Overview

We’re growing and we’re looking for a dedicated Site Reliability Engineer to help us automate operations and build an infrastructure for growth. We’ve found product market fit and now we’re working to ensure that our systems are available, performant, and visible as we develop architecture that is scalable, cost-effective, secure, and reliable. Your role will be to help us meet those goals and set even more ambitious ones, looking forward to design systems that will take us into the future while helping us become hyper-aware of what’s happening in our systems right now.

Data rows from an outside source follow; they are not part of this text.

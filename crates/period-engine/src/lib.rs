//! # period-engine
//!
//! Calendar-aware time period arithmetic.
//!
//! A period is a span between two instants. The engine classifies how two
//! periods relate (overlap, containment, adjacency, ordering), moves and
//! resizes periods by calendar units such as months and years, and groups
//! periods into independent collections or contiguous chains with aggregate
//! queries.
//!
//! ## Modules
//!
//! - [`calendar`]: calendar units and sizes, the `Calendar` service trait, and the chrono-backed `GregorianCalendar`
//! - [`period`]: `Period` and its relation algebra
//! - [`group`]: aggregate behavior shared by collections and chains
//! - [`collection`]: independent, sortable, filterable period collections
//! - [`chain`]: contiguous end-to-start period chains
//! - [`error`]: error types
//!
//! Container mutations and ignored out-of-range operations emit `tracing`
//! debug events. The crate never installs a subscriber.

pub mod calendar;
pub mod chain;
pub mod collection;
pub mod error;
pub mod group;
pub mod period;

pub use calendar::{
    is_leap_year, Calendar, CalendarOptions, CalendarRef, CalendarUnit, GregorianCalendar,
    Instant, PeriodSize,
};
pub use chain::PeriodChain;
pub use collection::PeriodCollection;
pub use error::{PeriodError, Result};
pub use group::PeriodGroup;
pub use period::{AnchorPoint, IntervalBoundary, Period, PeriodRelation};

This is an opportunity to engage with cutting-edge technology and work on a real-world problem at global scale. In addition to competitive compensation and benefits there is also room for the right person to take on increased responsibilities. And it’s a lot of fun (although fast-paced and even chaotic at times) working as part of a small, passionate team.

Responsibilities

  • Take ownership of our infrastructure as code, which is currently in Terraform
  • Lead our DevOps culture, encouraging and enabling developer effectiveness through powerful and secure tooling
  • Keep us abreast of what’s happening with our systems and our customers up to the second — we have one tracing obsessive in the team and we’re all trying to be a bit more like him
  • Expand and improve our CI and CD systems
  • Help us develop and uphold SLIs and SLOs
  • Develop and maintain a (blameless) postmortem practice
  • Make monitoring and alerting alert on symptoms and not on outages

Qualifications

  • Excellent systems thinking: edge cases, failure modes, behaviours, specific implementations
  • Experience in a DevOps oriented role
  • Experience with at least one major cloud provider (we use AWS)
  • Experience with infrastructure as code, especially Terraform
  • Familiarity with and interest in security best practice
  • Operational experience with containers — Kubernetes a plus
  • Strong programming and shell scripting skills
  • An obsession with documentation
  • Ability to thrive in a remote-first team